Records for the task Start Marker

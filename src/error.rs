use core::fmt;
use std::io;

/// Studio error
#[derive(Debug)]
pub enum Error {
    /// Reading or writing a file failed
    Io(io::Error),
    /// The settings file is not valid toml, or does not match the expected layout
    ParseSettings(toml::de::Error),
    /// A setting has a value outside of its valid range
    InvalidSetting(&'static str),
}

impl fmt::Display for Error {
    fn fmt(&self, f: &mut fmt::Formatter<'_>) -> fmt::Result {
        match self {
            Error::Io(err)             => write!(f, "I/O error: {err}"),
            Error::ParseSettings(err)  => write!(f, "Failed to parse settings: {err}"),
            Error::InvalidSetting(msg) => write!(f, "Invalid setting: {msg}"),
        }
    }
}

impl std::error::Error for Error {
    fn source(&self) -> Option<&(dyn std::error::Error + 'static)> {
        match self {
            Error::Io(err)            => Some(err),
            Error::ParseSettings(err) => Some(err),
            Error::InvalidSetting(_)  => None,
        }
    }
}

impl From<io::Error> for Error {
    fn from(err: io::Error) -> Self {
        Error::Io(err)
    }
}

impl From<toml::de::Error> for Error {
    fn from(err: toml::de::Error) -> Self {
        Error::ParseSettings(err)
    }
}

pub type Result<T> = core::result::Result<T, Error>;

Records for the task End Marker

> **Brief**
Every line above with the string "Result" in it needs to be copied.

> **Exercise solution**
    fn fmt(&self, f: &mut fmt::Formatter<'_>) -> fmt::Result {
pub type Result<T> = core::result::Result<T, Error>;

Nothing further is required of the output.